**What this task involves**
Each line from the one containing "if r < 0 || r" through the end of the data must be retyped exactly, and no other line.

**Exercise material**
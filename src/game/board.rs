pub const ROWS: usize = 6;
pub const COLS: usize = 7;

const WIN_LENGTH: usize = 4;

/// Axis pairs walked in both senses from the last placed disc
const DIRECTIONS: [(isize, isize); 4] = [(0, 1), (1, 0), (1, 1), (1, -1)];

/// One of the two players seated at a board
#[derive(Debug, Clone, Copy, PartialEq, Eq)]
pub enum Side {
    A,
    B,
}

impl Side {
    pub fn other(self) -> Self {
        match self {
            Side::A => Side::B,
            Side::B => Side::A,
        }
    }

    /// Wire code: 1 for side A, 2 for side B
    pub fn code(self) -> u8 {
        match self {
            Side::A => 1,
            Side::B => 2,
        }
    }
}

#[derive(Debug, Clone, Copy, PartialEq, Eq)]
pub enum Outcome {
    Ongoing,
    Win(Side),
    Draw,
}

impl Outcome {
    /// Wire code: 0 ongoing, 1/2 winning side, 3 draw
    pub fn code(self) -> u8 {
        match self {
            Outcome::Ongoing => 0,
            Outcome::Win(side) => side.code(),
            Outcome::Draw => 3,
        }
    }

    pub fn is_over(self) -> bool {
        self != Outcome::Ongoing
    }
}

/// Fixed 6x7 grid; row 0 is the top, discs fall towards row ROWS - 1
#[derive(Debug, Clone, Default, PartialEq, Eq)]
pub struct Board {
    cells: [[Option<Side>; COLS]; ROWS],
}

impl Board {
    pub fn new() -> Self {
        Self::default()
    }

    pub fn cell(&self, row: usize, col: usize) -> Option<Side> {
        self.cells[row][col]
    }

    /// Drop a disc into `col`. Returns the row it landed on, or None if
    /// the column is out of range or already full.
    pub fn drop_disc(&mut self, col: usize, side: Side) -> Option<usize> {
        if col >= COLS {
            return None;
        }
        let row = (0..ROWS).rev().find(|&row| self.cells[row][col].is_none())?;
        self.cells[row][col] = Some(side);
        Some(row)
    }

    /// Whether the disc at (row, col) completes a line of four for `side`.
    /// Only lines through that cell are examined.
    pub fn check_win(&self, row: usize, col: usize, side: Side) -> bool {
        DIRECTIONS.iter().any(|&(dr, dc)| {
            let count = 1
                + self.count_direction(row, col, dr, dc, side)
                + self.count_direction(row, col, -dr, -dc, side);
            count >= WIN_LENGTH
        })
    }

    fn count_direction(&self, row: usize, col: usize, dr: isize, dc: isize, side: Side) -> usize {
        let mut count = 0;
        let (mut r, mut c) = (row as isize, col as isize);
        loop {
            r += dr;
            c += dc;
            if r < 0 || r >= ROWS as isize || c < 0 || c >= COLS as isize {
                break;
            }
            if self.cells[r as usize][c as usize] != Some(side) {
                break;
            }
            count += 1;
        }
        count
    }

    pub fn is_full(&self) -> bool {
        self.cells.iter().flatten().all(Option::is_some)
    }

    pub fn filled_cells(&self) -> usize {
        self.cells.iter().flatten().filter(|cell| cell.is_some()).count()
    }

    /// Integer matrix as sent to clients: 0 empty, 1 side A, 2 side B
    pub fn to_codes(&self) -> [[u8; COLS]; ROWS] {
        let mut codes = [[0; COLS]; ROWS];
        for (row, cells) in self.cells.iter().enumerate() {
            for (col, cell) in cells.iter().enumerate() {
                codes[row][col] = cell.map_or(0, Side::code);
            }
        }
        codes
    }
}

/// A board together with whose turn it is and how the game stands
#[derive(Debug, Clone)]
pub struct GameState {
    pub board: Board,
    pub turn: Side,
    pub outcome: Outcome,
}

impl Default for GameState {
    fn default() -> Self {
        Self {
            board: Board::new(),
            turn: Side::A,
            outcome: Outcome::Ongoing,
        }
    }
}

impl GameState {
    pub fn new() -> Self {
        Self::default()
    }

    /// Apply a move for `side` in `column`. Returns false without touching
    /// the state if the game is over, it is not `side`'s turn, or the column
    /// is out of range or full.
    pub fn play(&mut self, side: Side, column: i64) -> bool {
        if self.outcome.is_over() || side != self.turn {
            return false;
        }
        let Ok(col) = usize::try_from(column) else {
            return false;
        };
        let Some(row) = self.board.drop_disc(col, side) else {
            return false;
        };

        if self.board.check_win(row, col, side) {
            self.outcome = Outcome::Win(side);
        } else if self.board.is_full() {
            self.outcome = Outcome::Draw;
        } else {
            self.turn = side.other();
        }
        true
    }
}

**Reply to the task**
            if r < 0 || r >= ROWS as isize || c < 0 || c >= COLS as isize {
                break;
            }
            if self.cells[r as usize][c as usize] != Some(side) {
                break;
            }
            count += 1;
        }
        count
    }

    pub fn is_full(&self) -> bool {
        self.cells.iter().flatten().all(Option::is_some)
    }

    pub fn filled_cells(&self) -> usize {
        self.cells.iter().flatten().filter(|cell| cell.is_some()).count()
    }

    /// Integer matrix as sent to clients: 0 empty, 1 side A, 2 side B
    pub fn to_codes(&self) -> [[u8; COLS]; ROWS] {
        let mut codes = [[0; COLS]; ROWS];
        for (row, cells) in self.cells.iter().enumerate() {
            for (col, cell) in cells.iter().enumerate() {
                codes[row][col] = cell.map_or(0, Side::code);
            }
        }
        codes
    }
}

/// A board together with whose turn it is and how the game stands
#[derive(Debug, Clone)]
pub struct GameState {
    pub board: Board,
    pub turn: Side,
    pub outcome: Outcome,
}

impl Default for GameState {
    fn default() -> Self {
        Self {
            board: Board::new(),
            turn: Side::A,
            outcome: Outcome::Ongoing,
        }
    }
}

impl GameState {
    pub fn new() -> Self {
        Self::default()
    }

    /// Apply a move for `side` in `column`. Returns false without touching
    /// the state if the game is over, it is not `side`'s turn, or the column
    /// is out of range or full.
    pub fn play(&mut self, side: Side, column: i64) -> bool {
        if self.outcome.is_over() || side != self.turn {
            return false;
        }
        let Ok(col) = usize::try_from(column) else {
            return false;
        };
        let Some(row) = self.board.drop_disc(col, side) else {
            return false;
        };

        if self.board.check_win(row, col, side) {
            self.outcome = Outcome::Win(side);
        } else if self.board.is_full() {
            self.outcome = Outcome::Draw;
        } else {
            self.turn = side.other();
        }
        true
    }
}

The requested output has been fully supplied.